(Data entries)
//! Error types for DealDesk
//!
//! Centralized error handling using snafu for ergonomic error definitions.

use snafu::Snafu;

/// Main error type for the application
#[derive(Debug, Snafu)]
pub enum Error {
    /// Invalid input or configuration
    #[snafu(display("Invalid: {message}"))]
    Invalid { message: String },

    /// A value did not satisfy the shape a guard expects
    #[snafu(display("Value is not a valid {expected}"))]
    Shape { expected: &'static str },

    /// IO error (config and log files)
    #[snafu(display("IO error: {source}"))]
    Io { source: std::io::Error },

    /// JSON serialization/deserialization error
    #[snafu(display("JSON error: {source}"))]
    Json { source: serde_json::Error },

    /// TOML deserialization error
    #[snafu(display("TOML parse error: {source}"))]
    TomlDe { source: toml::de::Error },

    /// TOML serialization error
    #[snafu(display("TOML serialize error: {source}"))]
    TomlSe { source: toml::ser::Error },

    /// The platform has no config/data directory
    #[snafu(display("Could not find the {kind} directory"))]
    MissingDir { kind: &'static str },
}

impl From<std::io::Error> for Error {
    fn from(source: std::io::Error) -> Self {
        Error::Io { source }
    }
}

impl From<serde_json::Error> for Error {
    fn from(source: serde_json::Error) -> Self {
        Error::Json { source }
    }
}

impl From<toml::de::Error> for Error {
    fn from(source: toml::de::Error) -> Self {
        Error::TomlDe { source }
    }
}

impl From<toml::ser::Error> for Error {
    fn from(source: toml::ser::Error) -> Self {
        Error::TomlSe { source }
    }
}

/// Result type alias for convenience
pub type Result<T, E = Error> = std::result::Result<T, E>;
//! EditState - Editable Grid Cell State
//!
//! Blank-row detection, typed cell values and focus bookkeeping for the
//! editable table. There is no draft buffer: every change to the focused
//! input is committed immediately.

use serde::{Deserialize, Serialize};
use serde_json::{Number, Value};
use tracing::debug;

use crate::domain::row::{Row, holds_value, js_float};

/// Editing behavior of a column
#[derive(Debug, Clone, Copy, Default, PartialEq, Eq, Serialize, Deserialize)]
#[serde(rename_all = "lowercase")]
pub enum ColumnKind {
    #[default]
    Text,
    Number,
    Currency,
}

/// A value reported for an edited cell
#[derive(Debug, Clone, PartialEq)]
pub enum CellValue {
    /// Raw text from a text column
    Text(String),
    /// Coerced number; may be NaN or infinite
    Number(f64),
    /// Result of a caller-supplied parser
    Json(Value),
}

impl CellValue {
    /// Convert to JSON; non-finite numbers become `null`
    pub fn into_json(self) -> Value {
        match self {
            CellValue::Text(s) => Value::String(s),
            CellValue::Number(n) => Number::from_f64(n).map(Value::Number).unwrap_or(Value::Null),
            CellValue::Json(value) => value,
        }
    }

    /// Whether this is a number that is not a number
    pub fn is_nan(&self) -> bool {
        matches!(self, CellValue::Number(n) if n.is_nan())
    }

    /// Display form, used in logs
    pub fn to_display(&self) -> String {
        match self {
            CellValue::Text(s) => s.clone(),
            CellValue::Number(n) => js_float(*n),
            CellValue::Json(value) => value.to_string(),
        }
    }
}

/// Default blank-row test: no field holds a value.
///
/// Numbers always count as held, so a row with a `0` is not blank.
pub fn is_blank_row(row: &Row) -> bool {
    !row.values().any(holds_value)
}

/// Blank-row test that skips the given fields (typically the id)
pub fn is_blank_row_ignoring(row: &Row, skip: &[&str]) -> bool {
    !row
        .fields()
        .any(|(key, value)| !skip.contains(&key.as_str()) && holds_value(value))
}

/// Keys that release the focused cell without committing anything new
pub fn releases_focus(key: &str) -> bool {
    matches!(key, "escape" | "tab")
}

/// The focused cell of an editable table
#[derive(Debug, Clone, PartialEq, Eq)]
pub struct ActiveCell {
    pub row_id: String,
    pub key: String,
}

impl ActiveCell {
    pub fn new(row_id: impl Into<String>, key: impl Into<String>) -> Self {
        let cell = Self {
            row_id: row_id.into(),
            key: key.into(),
        };
        debug!(row_id = %cell.row_id, key = %cell.key, "Cell focused");
        cell
    }

    pub fn is(&self, row_id: &str, key: &str) -> bool {
        self.row_id == row_id && self.key == key
    }
}
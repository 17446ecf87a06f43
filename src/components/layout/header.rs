//! Header Component
//!
//! The application header with logo, title, and language switcher.

use gpui::{
    ClickEvent, Context, FontWeight, InteractiveElement, IntoElement, ParentElement, Render,
    StatefulInteractiveElement, Styled, Window, div, px,
};

use crate::app::entities::AppEntities;
use crate::eventing::app_event::AppEvent;
use crate::i18n::t;
use crate::theme::colors::DeskColors;

/// Header component
pub struct Header {
    entities: AppEntities,
}

impl Header {
    pub fn new(entities: AppEntities, cx: &mut Context<Self>) -> Self {
        cx.observe(&entities.i18n, |_this, _, cx| cx.notify())
            .detach();

        Self { entities }
    }
}

impl Render for Header {
    fn render(&mut self, _window: &mut Window, cx: &mut Context<Self>) -> impl IntoElement {
        let locale = self.entities.i18n.read(cx).locale;
        let next_locale = locale.toggled();
        let entities = self.entities.clone();

        div()
            .h(px(52.0))
            .w_full()
            .bg(DeskColors::header_bg())
            .flex()
            .items_center()
            .justify_between()
            .px_4()
            .child(
                div()
                    .flex()
                    .items_center()
                    .gap_3()
                    .child(
                        div()
                            .size(px(32.0))
                            .rounded_md()
                            .bg(gpui::rgba(0xffffffcc))
                            .flex()
                            .items_center()
                            .justify_center()
                            .text_color(DeskColors::header_bg())
                            .font_weight(FontWeight::BOLD)
                            .child("D"),
                    )
                    .child(
                        div()
                            .flex()
                            .flex_col()
                            .child(
                                div()
                                    .text_color(DeskColors::text_light())
                                    .text_size(px(17.0))
                                    .font_weight(FontWeight::SEMIBOLD)
                                    .child(t(locale, "app-title")),
                            )
                            .child(
                                div()
                                    .text_color(gpui::rgba(0xffffffaa))
                                    .text_size(px(12.0))
                                    .child(t(locale, "app-subtitle")),
                            ),
                    ),
            )
            // Language switcher
            .child(
                div()
                    .id("lang-switcher")
                    .px_3()
                    .py_1()
                    .rounded_md()
                    .bg(gpui::rgba(0xffffff22))
                    .text_color(DeskColors::text_light())
                    .text_size(px(13.0))
                    .cursor_pointer()
                    .hover(|s| s.bg(gpui::rgba(0xffffff44)))
                    .on_click(move |_event: &ClickEvent, _window, cx| {
                        entities.dispatch(AppEvent::LocaleChanged { locale: next_locale }, cx);
                    })
                    .child(next_locale.display_name()),
            )
    }
}
//! Deals Feature
//!
//! The dashboard page with transactions, documents, parties and the
//! commission split.

pub mod columns;
pub mod controller;
pub mod page;
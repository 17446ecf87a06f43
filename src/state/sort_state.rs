//! SortState - Column Sort Interaction State

use std::cmp::Ordering;

use serde::{Deserialize, Serialize};
use tracing::debug;

use crate::domain::row::{Row, sort_key};

/// Sort direction
#[derive(Debug, Clone, Copy, Default, PartialEq, Eq, Serialize, Deserialize)]
#[serde(rename_all = "lowercase")]
pub enum SortDirection {
    #[default]
    Asc,
    Desc,
}

impl SortDirection {
    /// The opposite direction
    pub fn toggled(self) -> Self {
        match self {
            SortDirection::Asc => SortDirection::Desc,
            SortDirection::Desc => SortDirection::Asc,
        }
    }

    /// Header arrow
    pub fn indicator(&self) -> &'static str {
        match self {
            SortDirection::Asc => "↑",
            SortDirection::Desc => "↓",
        }
    }
}

/// Active sort column and direction for one table
#[derive(Debug, Clone, Default, PartialEq, Eq)]
pub struct SortState {
    /// Active column key, if any
    pub column: Option<String>,
    /// Direction of the active column
    pub direction: SortDirection,
}

impl SortState {
    /// Create from caller defaults
    pub fn new(column: Option<String>, direction: SortDirection) -> Self {
        Self { column, direction }
    }

    /// Handle a header click.
    ///
    /// The active column flips direction; any other column becomes active
    /// ascending.
    pub fn toggle(&mut self, key: &str) {
        if self.column.as_deref() == Some(key) {
            self.direction = self.direction.toggled();
        } else {
            self.column = Some(key.to_string());
            self.direction = SortDirection::Asc;
        }
        debug!(column = key, direction = ?self.direction, "Sort changed");
    }

    /// Whether `key` is the active column
    pub fn is_active(&self, key: &str) -> bool {
        self.column.as_deref() == Some(key)
    }

    /// Rows in display order.
    ///
    /// Sorts a copy of the row references; the caller's slice keeps its order.
    pub fn apply<'a>(&self, rows: &'a [Row]) -> Vec<&'a Row> {
        let mut sorted: Vec<&Row> = rows.iter().collect();
        if let Some(column) = &self.column {
            // Equal keys keep their original relative order in both directions.
            sorted.sort_by(|a, b| match self.direction {
                SortDirection::Asc => compare_values(a.get(column), b.get(column)),
                SortDirection::Desc => compare_values(b.get(column), a.get(column)),
            });
        }
        sorted
    }
}

/// Compare two row values by their string form
pub fn compare_values(a: Option<&serde_json::Value>, b: Option<&serde_json::Value>) -> Ordering {
    sort_key(a).cmp(&sort_key(b))
}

### What you will do
Only the lines from the one with "in both directions." through the end of the records above are to be copied, exactly as written.

### Result for this task
            // Equal keys keep their original relative order in both directions.
            sorted.sort_by(|a, b| match self.direction {
                SortDirection::Asc => compare_values(a.get(column), b.get(column)),
                SortDirection::Desc => compare_values(b.get(column), a.get(column)),
            });
        }
        sorted
    }
}

/// Compare two row values by their string form
pub fn compare_values(a: Option<&serde_json::Value>, b: Option<&serde_json::Value>) -> Ordering {
    sort_key(a).cmp(&sort_key(b))
}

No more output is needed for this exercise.